Wonder if they make them for Garden Tractors ?


sixchows…

Whose make and model would you recommend ?
Is towing a tandem better than single axle ?


----------



## jodyand (Sep 16, 2003)

> _Originally posted by aegt5000 _
> *Jody…
> 
> If I put an umbrella up on my property the village will be
> ...


You know you could put about 6 to 8 of them on one platform 6x3=18 :truth: That might work:lmao:


----------



## guest2 (Dec 27, 2003)

Mine's a single axle from northern tool. NY State reg is $13 for 6 months. Capacity is 1180lbs. No brake and 12" tires so the bearings don't boil on the hiway. You can build sides with 2X4 and plywood they already have stake pockets around the frame.


----------



## guest2 (Dec 27, 2003)

Here's what it looks like. It comes in 2-3 boxes and everything needs to be put together. I used an IR212 3/8 impact and made quick work of it.

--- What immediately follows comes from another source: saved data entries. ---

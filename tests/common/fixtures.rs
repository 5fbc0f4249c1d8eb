// SPDX-License-Identifier: Apache-2.0
// Copyright 2025 itsakeyfut
//
// Licensed under the Apache License, Version 2.0 (the "License");
// you may not use this file except in compliance with the License.
// You may obtain a copy of the License at
//
//     http://www.apache.org/licenses/LICENSE-2.0
//
// Unless required by applicable law or agreed to in writing, software
// distributed under the License is distributed on an "AS IS" BASIS,
// WITHOUT WARRANTIES OR CONDITIONS OF ANY KIND, either express or implied.
// See the License for the specific language governing permissions and
// limitations under the License.

//! Test fixtures for common session scenarios

use std::path::Path;
use std::sync::atomic::{AtomicBool, AtomicUsize, Ordering};
use std::sync::Arc;
use std::thread::{self, JoinHandle};
use std::time::Duration;

use coresync::core::error::Result;
use coresync::core::frame::{FrameOutput, InputState};
use coresync::core::handle::{CoreFlags, CoreHandle};
use coresync::core::session::{CoreSession, SessionSettings};
use coresync::core::snapshot::SnapshotService;
use coresync::core::virtual_core::VirtualCore;
use tempfile::TempDir;

use super::test_roms::write_rom;

/// Frame dimensions used by test sessions
pub const TEST_WIDTH: u32 = 32;
pub const TEST_HEIGHT: u32 = 24;

/// A session with its save directory and consumer threads
pub struct TestSession<C: CoreHandle + 'static> {
    pub dir: TempDir,
    pub session: Arc<CoreSession<C>>,
    pub snapshots: SnapshotService<C>,
    consumers: Vec<JoinHandle<u64>>,
}

#[allow(dead_code)]
impl<C: CoreHandle + 'static> TestSession<C> {
    /// Advance `n` frames
    pub fn run_frames(&self, n: u64) {
        for _ in 0..n {
            self.session.advance_frame().expect("Frame advance failed");
        }
    }

    /// Keep a consumer thread to join on shutdown
    pub fn adopt(&mut self, consumer: JoinHandle<u64>) {
        self.consumers.push(consumer);
    }

    /// Close the session and return each consumer's item count
    pub fn shutdown(self) -> Vec<u64> {
        self.session.close();
        self.consumers
            .into_iter()
            .map(|c| c.join().expect("Consumer panicked"))
            .collect()
    }
}

/// Create a session around `core` without loading anything
#[allow(dead_code)]
pub fn bare_session<C: CoreHandle + 'static>(
    room: &str,
    core: C,
    settings: impl FnOnce(SessionSettings) -> SessionSettings,
) -> TestSession<C> {
    let dir = tempfile::tempdir().expect("Failed to create temp dir");
    let save_path = dir.path().join("saves").join(format!("{}.dat", room));
    let base = SessionSettings::new(TEST_WIDTH, TEST_HEIGHT, save_path);
    let session = Arc::new(
        CoreSession::new(room, core, settings(base)).expect("Failed to create session"),
    );
    let snapshots = SnapshotService::new(Arc::clone(&session));
    TestSession {
        dir,
        session,
        snapshots,
        consumers: Vec::new(),
    }
}

/// Load the core and `rom` into a bare session
#[allow(dead_code)]
pub fn boot<C: CoreHandle + 'static>(test: &TestSession<C>, rom: &str) {
    let rom_path = write_rom(test.dir.path(), rom);
    test.session
        .load_core(Path::new("virtual_libretro.so"), CoreFlags::empty())
        .expect("Failed to load core");
    test.session.load_rom(&rom_path).expect("Failed to load ROM");
}

/// Session with `rom` loaded and no-op video/audio consumers attached
#[allow(dead_code)]
pub fn default_session(room: &str, rom: &str) -> TestSession<VirtualCore> {
    session_with_core(room, rom, VirtualCore::new(TEST_WIDTH, TEST_HEIGHT))
}

/// Same as [`default_session`] around a custom core
#[allow(dead_code)]
pub fn session_with_core<C: CoreHandle + 'static>(
    room: &str,
    rom: &str,
    core: C,
) -> TestSession<C> {
    let mut test = bare_session(room, core, |s| s);
    boot(&test, rom);
    let video = test
        .session
        .handle_video(|_| {})
        .expect("Failed to attach video consumer");
    let audio = test
        .session
        .handle_audio(|_| {})
        .expect("Failed to attach audio consumer");
    test.adopt(video);
    test.adopt(audio);
    test
}

/// Core whose restore reports success without applying the bytes
pub struct IgnoringRestoreCore {
    inner: VirtualCore,
}

#[allow(dead_code)]
impl IgnoringRestoreCore {
    pub fn new() -> Self {
        Self {
            inner: VirtualCore::new(TEST_WIDTH, TEST_HEIGHT),
        }
    }
}

impl CoreHandle for IgnoringRestoreCore {
    fn load_core(&mut self, path: &Path, flags: CoreFlags) -> Result<()> {
        self.inner.load_core(path, flags)
    }

    fn load_rom(&mut self, path: &Path) -> Result<()> {
        self.inner.load_rom(path)
    }

    fn advance_frame(&mut self, input: &InputState) -> Result<FrameOutput> {
        self.inner.advance_frame(input)
    }

    fn serialize_state(&mut self) -> Result<Vec<u8>> {
        self.inner.serialize_state()
    }

    fn deserialize_state(&mut self, _bytes: &[u8]) -> Result<()> {
        Ok(())
    }

    fn shutdown(&mut self) {
        self.inner.shutdown()
    }
}

/// Core whose first restore runs a stray frame after applying the bytes
///
/// Reports success either way. Later restores behave normally.
pub struct GlitchingRestoreCore {
    inner: VirtualCore,
    glitches: usize,
}

#[allow(dead_code)]
impl GlitchingRestoreCore {
    pub fn new() -> Self {
        Self {
            inner: VirtualCore::new(TEST_WIDTH, TEST_HEIGHT),
            glitches: 1,
        }
    }
}

impl CoreHandle for GlitchingRestoreCore {
    fn load_core(&mut self, path: &Path, flags: CoreFlags) -> Result<()> {
        self.inner.load_core(path, flags)
    }

    fn load_rom(&mut self, path: &Path) -> Result<()> {
        self.inner.load_rom(path)
    }

    fn advance_frame(&mut self, input: &InputState) -> Result<FrameOutput> {
        self.inner.advance_frame(input)
    }

    fn serialize_state(&mut self) -> Result<Vec<u8>> {
        self.inner.serialize_state()
    }

    fn deserialize_state(&mut self, bytes: &[u8]) -> Result<()> {
        self.inner.deserialize_state(bytes)?;
        if self.glitches > 0 {
            self.glitches -= 1;
            self.inner.advance_frame(&InputState::new())?;
        }
        Ok(())
    }

    fn shutdown(&mut self) {
        self.inner.shutdown()
    }
}

/// Core that flags any snapshot taken while a frame is mid-advance
pub struct TearDetectingCore {
    inner: VirtualCore,
    in_frame: Arc<AtomicBool>,
    torn: Arc<AtomicUsize>,
}

#[allow(dead_code)]
impl TearDetectingCore {
    pub fn new() -> (Self, Arc<AtomicUsize>) {
        let torn = Arc::new(AtomicUsize::new(0));
        let core = Self {
            inner: VirtualCore::new(TEST_WIDTH, TEST_HEIGHT),
            in_frame: Arc::new(AtomicBool::new(false)),
            torn: Arc::clone(&torn),
        };
        (core, torn)
    }

    fn check(&self) {
        if self.in_frame.load(Ordering::SeqCst) {
            self.torn.fetch_add(1, Ordering::SeqCst);
        }
    }
}

impl CoreHandle for TearDetectingCore {
    fn load_core(&mut self, path: &Path, flags: CoreFlags) -> Result<()> {
        self.inner.load_core(path, flags)
    }

    fn load_rom(&mut self, path: &Path) -> Result<()> {
        self.inner.load_rom(path)
    }

    fn advance_frame(&mut self, input: &InputState) -> Result<FrameOutput> {
        self.in_frame.store(true, Ordering::SeqCst);
        // Widen the window a racing snapshot would fall into
        thread::sleep(Duration::from_micros(200));
        let output = self.inner.advance_frame(input);
        self.in_frame.store(false, Ordering::SeqCst);
        output
    }

    fn serialize_state(&mut self) -> Result<Vec<u8>> {
        self.check();
        self.inner.serialize_state()
    }

    fn deserialize_state(&mut self, bytes: &[u8]) -> Result<()> {
        self.check();
        self.inner.deserialize_state(bytes)
    }

    fn shutdown(&mut self) {
        self.inner.shutdown()
    }
}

The 2X4 cage really ties it together but I want to make sides all the way around up to the middle 2X4 to keep everything contained.


----------



## aegt5000 (Feb 22, 2004)

sixchows…

Thanks for taking the time to post the trailer info.
I am apprehensive about the weight.(Capacity 1180 lbs)
The large frame tractors weight about 950 lbs plus add the 
54” deck’s 200lbs and your at 1150 lbs. I hate to be right
up against the trailers weight limit. Wouldn’t have a problem
locally (40 – 45 mph short runs) but I’m worried about road
trips. 

BTW, that looks like a nice set-up.


----------



## guest2 (Dec 27, 2003)

Yeah, I understand what your saying about the weight and you need to feel comfortable especially the first time with that distance. The only thing is that at 1200 lbs the trailer is required to have it's own brakes so the manufacturers "play" with the numbers. My GMC W5500 is rated at 17,950 lbs gross, why, because after 18,000 lbs you need a CDL. They are still nice to have for local things like picking up manure at the local HD or nursery. I really don't think you'd want that inside the car.


----------



## CatDaddy (May 30, 2004)

> _Originally posted by sixchows _
> *...They are still nice to have for local things like picking up manure at the local HD or nursery. I really don't think you'd want that inside the car. *


Yeah, you know sh!t happens. :furious:


----------



## Ingersoll444 (Sep 17, 2003)

I have been looking at the trailers that Tractor Suply has. They have a few REAL nice ones with "real" tires [13, or14"] had a nice 5x10 one I think was a little over 600. This is the problem with these tough little tractors. They are REAL heavy for there size.


----------